L'ordre cistercien de la stricte observance (en latin ordo cisterciensis strictioris observantiæ, en abrégé o.c.s.o.), dont les membres sont familièrement appelés trappistes, est un ordre monastique catholique qui forme, avec l'Ordre cistercien (en latin ordo cisterciensis, en abrégé OCist) et les moniales Bernardines, la Famille cistercienne ou Familia Cisterciensis. Il est connu, en outre, pour les fromages et les bières trappistes.
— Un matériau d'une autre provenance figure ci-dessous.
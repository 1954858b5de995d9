/// Database models for SmartRental
///
/// # Models
///
/// - `user`: User accounts, the role discriminator, and admin-guarded registration
///
/// # Example
///
/// ```no_run
/// use smartrental_shared::models::user::{CreateUser, Role, User};
/// use smartrental_shared::db::pool::{create_pool, PoolConfig};
///
/// # async fn example() -> Result<(), Box<dyn std::error::Error>> {
/// let pool = create_pool(PoolConfig::new("postgresql://localhost/smartrental")).await?;
///
/// let new_user = CreateUser {
///     username: "jdoe".to_string(),
///     email: "jdoe@example.com".to_string(),
///     password_hash: "$argon2id$...".to_string(),
///     role: Role::Tenant,
///     phone: None,
///     address: None,
/// };
///
/// let user = User::create(&pool, new_user).await?;
/// # Ok(())
/// # }
/// ```

pub mod user;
À l'heure actuelle, l'ordre cistercien de la stricte observance comprend 2 600 moines et 1 883 moniales, répartis respectivement dans quatre-vingt-seize abbayes et soixante-six monastères dans le monde entier.

Historique

Aux origines : l'Étroite observance de l'ordre de Cîteaux

Armand-Jean de Rancé
Armand Jean Le Bouthillier de Rancé (1626-1700), abbé de la Trappe.

Dès la deuxième moitié du XIIe siècle, l'ordre cistercien avait commencé à s'éloigner de l'idéal cistercien primitif en acceptant d'autres revenus que le travail des frères. Avec les années, et diverses calamités comme la peste noire et la guerre de Cent Ans, l'observance des monastères s'était encore plus relâchée. Au début du XVIIe siècle, un mouvement de réforme dans l'ordre cistercien naît à l'abbaye de la Charmoye, au diocèse de Châlons-sur-Marne. Son abbé, Octave Arnolfini, abbé initialement commendataire avant de devenir abbé régulier (comme plus tard Rancé) gagne à son projet d'autres abbayes de l'Ordre, d'abord Clairvaux, puis Châtillon (1605). La même année, mais indépendamment, Bernard de Montgaillard commence à rétablir l'observance dans son abbaye d'Orval. En 1616, l'influence de la réforme naissante s'étend à l'ensemble de la filiation de Clairvaux ; mais chaque communauté garde la liberté d'y adhérer ou non[1].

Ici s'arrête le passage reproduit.